But now, as I strayed from the condo grounds, I wondered if Cathy had been on to something. I thought about how the other disciples had seemed pensive lately, as if they too shared her concern. I thought about how, during the trip, Rama seemed to be flipping out of control. "Maybe Rama is not okay," I thought.

Meanwhile, my readings and reflections on Kesey had located Rama within a cultural context which, like the knowledge that the Wizard of Oz was a man behind a curtain, largely deflated his projected images and metaphors. This enabled me to question elements of his world without fear of reprisal.

I questioned the Negative Forces. The Forces, I realized, had never affected me before I met Rama. Furthermore, they seemed to disappear as soon as I stopped thinking about them. "Maybe the Forces only exist in my mind," I thought. "Maybe they are a part of Rama's trip—Rama's experiment."

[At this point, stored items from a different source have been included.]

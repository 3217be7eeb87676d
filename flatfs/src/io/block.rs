use std::path::Path;

/// The block number to access ranging from 0 (the first block) to n - 1 (the last
/// block) where n is number of blocks available.
pub type BlockNumber = usize;

/// Whole-block positioned access to a backing medium.
///
/// Block numbers outside `0..block_count()` are a caller bug; implementations
/// report them as `InvalidInput` rather than touching the medium.
pub trait BlockStorage {
    /// Opens an existing disk at the specified path. This method does not validate the
    /// storage blocks, it is up for clients to ensure disks are appropriately initialized.
    fn open_disk<P: AsRef<Path>>(path: P, nblocks: usize) -> std::io::Result<Self>
    where
        Self: std::marker::Sized;
    /// Reads disk block number into the first block-size bytes of `buf`.
    ///
    /// # Errors
    ///
    /// Attempting to read a block out of range, or into a buffer smaller than a
    /// block, will return an error.
    fn read_block(&mut self, blocknr: BlockNumber, buf: &mut [u8]) -> std::io::Result<()>;
    /// Writes provided buffer into the specified block number.
    ///
    /// # Errors
    ///
    /// Attempting to write a block out of range will return an error.
    fn write_block(&mut self, blocknr: BlockNumber, buf: &[u8]) -> std::io::Result<()>;
    /// Flush any buffered disk IO from memory. The dirty flag protocol relies on
    /// this to order the "in progress" marker before the mutation it covers.
    fn sync_disk(&mut self) -> std::io::Result<()>;
    /// Number of blocks the medium holds.
    fn block_count(&self) -> usize;
}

I questioned Rama's claim that I was mentally ill and that I could hardly deal with the real world. I recalled my success as an undergraduate at a competitive university, as a computer operator and programmer, and as Rama's distribution coordinator. I recalled his claim that nearly *everyone* on the planet was mentally ill. "Maybe Rama isn't qualified to diagnose mental illness," I thought. "Maybe playing doctor is his way to control people."

At one point during the walk, I wondered what the consequences were for doubting the "Last Incarnation of Vishnu." But Rama had encouraged us, in the early years, to question him and to think for ourselves. "Besides," I thought, "I haven't burst into flames yet." So I went right on remembering, questioning, and thinking.

I thought about The Razor's Edge, a movie about one man's attempt to walk the narrow path between the spiritual and the mundane. What struck me about the film was that the man does not have a guru. Life is his teacher.

I recalled the hour-long conversation I had had with Donald Kohl's father, and suddenly the dam burst open and a flood of suppressed memories washed over me. I pictured Rama shouting "Fess up!"; announcing his name change; telling me to swallow the Stelazine; bursting into my room on the night that I wanted to leave...

I walked briskly back to the condo and knocked on Rama's door. "Things don't feel right," I told him. "I think I need to take some time off."

"You have to do what is right for you," he replied.

I wanted to make a clean break. I still had a few hundred dollars. I told him that I wanted to give him back the car.